Importing dataset

library(readr)
trueData <- read_csv("C:/Users/ayoun/Downloads/trueData.csv")
## Rows: 500 Columns: 4
## -- Column specification --------------------------------------------------------
## Delimiter: ","
## chr (1): word
## dbl (3): freq, article_count, rank
## 
## i Use `spec()` to retrieve the full column specification for this data.
## i Specify the column types or set `show_col_types = FALSE` to quiet this message.
fakeData <- read_csv("C:/Users/ayoun/Downloads/fakeData.csv")
## Rows: 500 Columns: 4
## -- Column specification --------------------------------------------------------
## Delimiter: ","
## chr (1): word
## dbl (3): freq, article_count, rank
## 
## i Use `spec()` to retrieve the full column specification for this data.
## i Specify the column types or set `show_col_types = FALSE` to quiet this message.

Setting hypothesis

My hypothesis is that strong words would occupy higher proportion of most commonly phrases in fake articles than in true articles.

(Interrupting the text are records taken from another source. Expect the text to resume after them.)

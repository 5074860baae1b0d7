use std::collections::HashMap;
use std::sync::{Arc, Mutex};

use async_trait::async_trait;
use mongodb::bson::oid::ObjectId;

use super::error::{FsError, FsResult};

pub type BlobId = ObjectId;

/// An in-flight upload. The blob becomes readable only once `close`
/// succeeds; ids are never reused, so content under a given id is fixed
/// forever. Overwriting a file means uploading a fresh blob and swapping
/// the file's reference.
#[async_trait]
pub trait BlobUpload: Send {
    fn id(&self) -> BlobId;

    async fn write_all(&mut self, chunk: &[u8]) -> FsResult<()>;

    /// Finalize the upload and return the blob id.
    async fn close(self: Box<Self>) -> FsResult<BlobId>;

    /// Discard the upload; the id is wasted, nothing becomes readable.
    async fn abort(self: Box<Self>) -> FsResult<()>;
}

#[async_trait]
pub trait BlobDownload: Send {
    /// Read the next chunk into `buf`. Returns 0 at end of stream.
    async fn read_chunk(&mut self, buf: &mut [u8]) -> FsResult<usize>;

    async fn read_to_end(&mut self) -> FsResult<Vec<u8>> {
        let mut out = Vec::new();
        let mut buf = [0u8; 4096];
        loop {
            let n = self.read_chunk(&mut buf).await?;
            if n == 0 {
                return Ok(out);
            }
            out.extend_from_slice(&buf[..n]);
        }
    }
}

/// Content-addressed blob storage: open-for-write allocating a fresh id,
/// open-for-read by id.
#[async_trait]
pub trait BlobStore: Send + Sync {
    async fn open_upload(&self) -> FsResult<Box<dyn BlobUpload>>;

    async fn open_download(&self, id: BlobId) -> FsResult<Box<dyn BlobDownload>>;

    /// Stored size in bytes of a finalized blob.
    async fn size(&self, id: BlobId) -> FsResult<u64>;
}

/// A download over bytes already in memory. Doubles as the "empty file"
/// stream for entries with no blob reference.
pub struct BufferedDownload {
    data: Vec<u8>,
    pos: usize,
}

impl BufferedDownload {
    pub fn new(data: Vec<u8>) -> Self {
        BufferedDownload { data, pos: 0 }
    }

    pub fn empty() -> Self {
        Self::new(Vec::new())
    }
}

#[async_trait]
impl BlobDownload for BufferedDownload {
    async fn read_chunk(&mut self, buf: &mut [u8]) -> FsResult<usize> {
        if self.pos >= self.data.len() {
            return Ok(0);
        }
        let n = buf.len().min(self.data.len() - self.pos);
        buf[..n].copy_from_slice(&self.data[self.pos..self.pos + n]);
        self.pos += n;
        Ok(n)
    }
}

/// In-memory blob store for tests and local development.
#[derive(Default, Clone)]
pub struct MemBlobStore {
    blobs: Arc<Mutex<HashMap<BlobId, Vec<u8>>>>,
}

impl MemBlobStore {
    pub fn new() -> Self {
        Self::default()
    }
}

struct MemUpload {
    id: BlobId,
    buffer: Vec<u8>,
    blobs: Arc<Mutex<HashMap<BlobId, Vec<u8>>>>,
}

#[async_trait]
impl BlobUpload for MemUpload {
    fn id(&self) -> BlobId {
        self.id
    }

    async fn write_all(&mut self, chunk: &[u8]) -> FsResult<()> {
        self.buffer.extend_from_slice(chunk);
        Ok(())
    }

    async fn close(self: Box<Self>) -> FsResult<BlobId> {
        let mut blobs = self.blobs.lock().unwrap();
        blobs.insert(self.id, self.buffer);
        Ok(self.id)
    }

    async fn abort(self: Box<Self>) -> FsResult<()> {
        Ok(())
    }
}

#[async_trait]
impl BlobStore for MemBlobStore {
    async fn open_upload(&self) -> FsResult<Box<dyn BlobUpload>> {
        Ok(Box::new(MemUpload {
            id: ObjectId::new(),
            buffer: Vec::new(),
            blobs: self.blobs.clone(),
        }))
    }

    async fn open_download(&self, id: BlobId) -> FsResult<Box<dyn BlobDownload>> {
        let blobs = self.blobs.lock().unwrap();
        let data = blobs
            .get(&id)
            .cloned()
            .ok_or_else(|| FsError::NotExist(format!("blob {id}")))?;
        Ok(Box::new(BufferedDownload::new(data)))
    }

    async fn size(&self, id: BlobId) -> FsResult<u64> {
        let blobs = self.blobs.lock().unwrap();
        blobs
            .get(&id)
            .map(|b| b.len() as u64)
            .ok_or_else(|| FsError::NotExist(format!("blob {id}")))
    }
}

I defined “strong words” as words that include politician’s names, political party names, country names, and names of popular social events or groups.

\[ H_o:p_{fake} \ge p_{true} \\ H_a: p_{fake} < p_{true} \]

where \(p_{fake}\) is proportion of strong words out of most commonly used phrases in fake articles and \(p_{true}\) is proportion of strong words out of most commonly used phrases in true articles

Subsetting strong words

politicians <- c("Donald", "Trump", "Hillary", "Clinton", "Obama", "Barak", "Bill", "Bernie", "Sanders")
countries <- c("United", "States", "America", "US", "USA", "Russia", "China", "north", "Korea")
groups <- c("black", "lives", "african", "american", "islamic", "state", "republican", "democrat")
others <- c("fake", "said", "statement", "fact")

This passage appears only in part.